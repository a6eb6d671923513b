//! Core Settings struct and implementations.

use super::{DuplicatePolicy, UnresolvedPolicy};
use crate::packer::path::PackPath;
use std::path::{Path, PathBuf};

/// Which builder receives the layout requests of a build.
#[derive(Clone, Debug, PartialEq, Eq)]
pub enum OutputMode {
    /// Stub image plus opcode stream, written to the output path.
    Executable,
    /// Inno Setup script compiled by an external installer compiler.
    Installer {
        /// User template prepended to the generated sections.
        template: PathBuf,
        /// Installer compiler executable.
        compiler: PathBuf,
    },
    /// Log every request, write nothing.
    DryRun,
}

impl OutputMode {
    pub fn name(&self) -> &'static str {
        match self {
            OutputMode::Executable => "executable",
            OutputMode::Installer { .. } => "installer",
            OutputMode::DryRun => "dry-run",
        }
    }
}

/// A program the stub runs after the main process exits.
#[derive(Clone, Debug, PartialEq, Eq)]
pub struct PostCommand {
    /// Image path relative to the install directory.
    pub image: PackPath,
    /// Arguments appended after the image name.
    pub arguments: String,
}

impl PostCommand {
    /// Split `"image arg1 arg2"` at the first space.
    pub fn parse(command: &str) -> Self {
        let command = command.trim();
        match command.split_once(' ') {
            Some((image, arguments)) => Self {
                image: PackPath::new(image),
                arguments: arguments.trim_start().to_string(),
            },
            None => Self {
                image: PackPath::new(command),
                arguments: String::new(),
            },
        }
    }
}

/// Flags of the CREATE_INST_DIRECTORY opcode.
#[derive(Clone, Copy, Debug, PartialEq, Eq)]
pub struct InstDirFlags {
    pub next_to_exe: bool,
    pub delete_after: bool,
    pub chdir_before: bool,
}

/// Immutable configuration of one build.
///
/// Constructed once via [`SettingsBuilder`](super::SettingsBuilder) and
/// passed by reference to every component.
#[derive(Clone, Debug)]
pub struct Settings {
    /// Absolute path of the entry script.
    pub(super) entry_script: PathBuf,
    /// Arguments baked into the command line after the script name.
    pub(super) script_args: Vec<String>,
    /// Destination of the artifact.
    pub(super) output: PathBuf,
    /// Console stub image.
    pub(super) stub_image: PathBuf,
    /// Windowed stub image.
    pub(super) windowed_stub_image: PathBuf,
    /// Use the windowed stub and `rubyw`.
    pub(super) windowed: bool,
    /// Compress the opcode stream through the codec.
    pub(super) compression: bool,
    pub(super) codec: Option<PathBuf>,
    pub(super) icon: Option<PathBuf>,
    pub(super) icon_tool: Option<PathBuf>,
    pub(super) debug: bool,
    pub(super) debug_extract: bool,
    pub(super) chdir_first: bool,
    /// Extra libraries from the interpreter's bindir.
    pub(super) extra_dlls: Vec<String>,
    /// Glob patterns of extra application files.
    pub(super) extra_files: Vec<String>,
    /// Interpreter used to run the dependency probe.
    pub(super) ruby: PathBuf,
    pub(super) rubyopt: String,
    pub(super) post_commands: Vec<PostCommand>,
    pub(super) mode: OutputMode,
    pub(super) duplicate_policy: DuplicatePolicy,
    pub(super) unresolved_policy: UnresolvedPolicy,
    /// Directory for codec interchange files and installer staging.
    pub(super) work_dir: PathBuf,
    pub(super) report: Option<PathBuf>,
    pub(super) verbose: bool,
}

impl Settings {
    pub fn entry_script(&self) -> &Path {
        &self.entry_script
    }

    /// Directory containing the entry script.
    pub fn script_dir(&self) -> &Path {
        self.entry_script.parent().unwrap_or_else(|| Path::new("."))
    }

    pub fn script_args(&self) -> &[String] {
        &self.script_args
    }

    pub fn output(&self) -> &Path {
        &self.output
    }

    /// Stub image for this build, console or windowed.
    pub fn stub_image(&self) -> &Path {
        if self.windowed {
            &self.windowed_stub_image
        } else {
            &self.stub_image
        }
    }

    pub fn windowed(&self) -> bool {
        self.windowed
    }

    pub fn compression(&self) -> bool {
        self.compression
    }

    pub fn codec(&self) -> Option<&Path> {
        self.codec.as_deref()
    }

    pub fn icon(&self) -> Option<&Path> {
        self.icon.as_deref()
    }

    pub fn icon_tool(&self) -> Option<&Path> {
        self.icon_tool.as_deref()
    }

    pub fn debug(&self) -> bool {
        self.debug
    }

    /// Install directory flags. Debug extraction unpacks next to the
    /// executable and keeps the files.
    pub fn inst_dir_flags(&self) -> InstDirFlags {
        InstDirFlags {
            next_to_exe: self.debug_extract,
            delete_after: !self.debug_extract,
            chdir_before: self.chdir_first,
        }
    }

    pub fn extra_dlls(&self) -> &[String] {
        &self.extra_dlls
    }

    pub fn extra_files(&self) -> &[String] {
        &self.extra_files
    }

    pub fn ruby(&self) -> &Path {
        &self.ruby
    }

    pub fn rubyopt(&self) -> &str {
        &self.rubyopt
    }

    pub fn post_commands(&self) -> &[PostCommand] {
        &self.post_commands
    }

    pub fn mode(&self) -> &OutputMode {
        &self.mode
    }

    pub fn duplicate_policy(&self) -> DuplicatePolicy {
        self.duplicate_policy
    }

    pub fn unresolved_policy(&self) -> UnresolvedPolicy {
        self.unresolved_policy
    }

    pub fn work_dir(&self) -> &Path {
        &self.work_dir
    }

    pub fn report(&self) -> Option<&Path> {
        self.report.as_deref()
    }

    pub fn verbose(&self) -> bool {
        self.verbose
    }
}

#[cfg(test)]
mod tests {
    use super::*;

    #[test]
    fn test_post_command_parse() {
        let cmd = PostCommand::parse("bin\\cleanup.exe  --all now");
        assert_eq!(cmd.image, PackPath::new("bin/cleanup.exe"));
        assert_eq!(cmd.arguments, "--all now");

        let bare = PostCommand::parse("notify.exe");
        assert_eq!(bare.arguments, "");
    }
}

Description of the task ▸ The full set of entries, copied exactly, is the expected answer.

Completed task ▸
repository a6eb6d671923513b
//! Core Settings struct and implementations.

use super::{DuplicatePolicy, UnresolvedPolicy};
use crate::packer::path::PackPath;
use std::path::{Path, PathBuf};

/// Which builder receives the layout requests of a build.
#[derive(Clone, Debug, PartialEq, Eq)]
pub enum OutputMode {
    /// Stub image plus opcode stream, written to the output path.
    Executable,
    /// Inno Setup script compiled by an external installer compiler.
    Installer {
        /// User template prepended to the generated sections.
        template: PathBuf,
        /// Installer compiler executable.
        compiler: PathBuf,
    },
    /// Log every request, write nothing.
    DryRun,
}

impl OutputMode {
    pub fn name(&self) -> &'static str {
        match self {
            OutputMode::Executable => "executable",
            OutputMode::Installer { .. } => "installer",
            OutputMode::DryRun => "dry-run",
        }
    }
}

/// A program the stub runs after the main process exits.
#[derive(Clone, Debug, PartialEq, Eq)]
pub struct PostCommand {
    /// Image path relative to the install directory.
    pub image: PackPath,
    /// Arguments appended after the image name.
    pub arguments: String,
}

impl PostCommand {
    /// Split `"image arg1 arg2"` at the first space.
    pub fn parse(command: &str) -> Self {
        let command = command.trim();
        match command.split_once(' ') {
            Some((image, arguments)) => Self {
                image: PackPath::new(image),
                arguments: arguments.trim_start().to_string(),
            },
            None => Self {
                image: PackPath::new(command),
                arguments: String::new(),
            },
        }
    }
}

/// Flags of the CREATE_INST_DIRECTORY opcode.
#[derive(Clone, Copy, Debug, PartialEq, Eq)]
pub struct InstDirFlags {
    pub next_to_exe: bool,
    pub delete_after: bool,
    pub chdir_before: bool,
}

/// Immutable configuration of one build.
///
/// Constructed once via [`SettingsBuilder`](super::SettingsBuilder) and
/// passed by reference to every component.
#[derive(Clone, Debug)]
pub struct Settings {
    /// Absolute path of the entry script.
    pub(super) entry_script: PathBuf,
    /// Arguments baked into the command line after the script name.
    pub(super) script_args: Vec<String>,
    /// Destination of the artifact.
    pub(super) output: PathBuf,
    /// Console stub image.
    pub(super) stub_image: PathBuf,
    /// Windowed stub image.
    pub(super) windowed_stub_image: PathBuf,
    /// Use the windowed stub and `rubyw`.
    pub(super) windowed: bool,
    /// Compress the opcode stream through the codec.
    pub(super) compression: bool,
    pub(super) codec: Option<PathBuf>,
    pub(super) icon: Option<PathBuf>,
    pub(super) icon_tool: Option<PathBuf>,
    pub(super) debug: bool,
    pub(super) debug_extract: bool,
    pub(super) chdir_first: bool,
    /// Extra libraries from the interpreter's bindir.
    pub(super) extra_dlls: Vec<String>,
    /// Glob patterns of extra application files.
    pub(super) extra_files: Vec<String>,
    /// Interpreter used to run the dependency probe.
    pub(super) ruby: PathBuf,
    pub(super) rubyopt: String,
    pub(super) post_commands: Vec<PostCommand>,
    pub(super) mode: OutputMode,
    pub(super) duplicate_policy: DuplicatePolicy,
    pub(super) unresolved_policy: UnresolvedPolicy,
    /// Directory for codec interchange files and installer staging.
    pub(super) work_dir: PathBuf,
    pub(super) report: Option<PathBuf>,
    pub(super) verbose: bool,
}

impl Settings {
    pub fn entry_script(&self) -> &Path {
        &self.entry_script
    }

    /// Directory containing the entry script.
    pub fn script_dir(&self) -> &Path {
        self.entry_script.parent().unwrap_or_else(|| Path::new("."))
    }

    pub fn script_args(&self) -> &[String] {
        &self.script_args
    }

    pub fn output(&self) -> &Path {
        &self.output
    }

    /// Stub image for this build, console or windowed.
    pub fn stub_image(&self) -> &Path {
        if self.windowed {
            &self.windowed_stub_image
        } else {
            &self.stub_image
        }
    }

    pub fn windowed(&self) -> bool {
        self.windowed
    }

    pub fn compression(&self) -> bool {
        self.compression
    }

    pub fn codec(&self) -> Option<&Path> {
        self.codec.as_deref()
    }

    pub fn icon(&self) -> Option<&Path> {
        self.icon.as_deref()
    }

    pub fn icon_tool(&self) -> Option<&Path> {
        self.icon_tool.as_deref()
    }

    pub fn debug(&self) -> bool {
        self.debug
    }

    /// Install directory flags. Debug extraction unpacks next to the
    /// executable and keeps the files.
    pub fn inst_dir_flags(&self) -> InstDirFlags {
        InstDirFlags {
            next_to_exe: self.debug_extract,
            delete_after: !self.debug_extract,
            chdir_before: self.chdir_first,
        }
    }

    pub fn extra_dlls(&self) -> &[String] {
        &self.extra_dlls
    }

    pub fn extra_files(&self) -> &[String] {
        &self.extra_files
    }

    pub fn ruby(&self) -> &Path {
        &self.ruby
    }

    pub fn rubyopt(&self) -> &str {
        &self.rubyopt
    }

    pub fn post_commands(&self) -> &[PostCommand] {
        &self.post_commands
    }

    pub fn mode(&self) -> &OutputMode {
        &self.mode
    }

    pub fn duplicate_policy(&self) -> DuplicatePolicy {
        self.duplicate_policy
    }

    pub fn unresolved_policy(&self) -> UnresolvedPolicy {
        self.unresolved_policy
    }

    pub fn work_dir(&self) -> &Path {
        &self.work_dir
    }

    pub fn report(&self) -> Option<&Path> {
        self.report.as_deref()
    }

    pub fn verbose(&self) -> bool {
        self.verbose
    }
}

#[cfg(test)]
mod tests {
    use super::*;

    #[test]
    fn test_post_command_parse() {
        let cmd = PostCommand::parse("bin\\cleanup.exe  --all now");
        assert_eq!(cmd.image, PackPath::new("bin/cleanup.exe"));
        assert_eq!(cmd.arguments, "--all now");

        let bare = PostCommand::parse("notify.exe");
        assert_eq!(bare.arguments, "");
    }
}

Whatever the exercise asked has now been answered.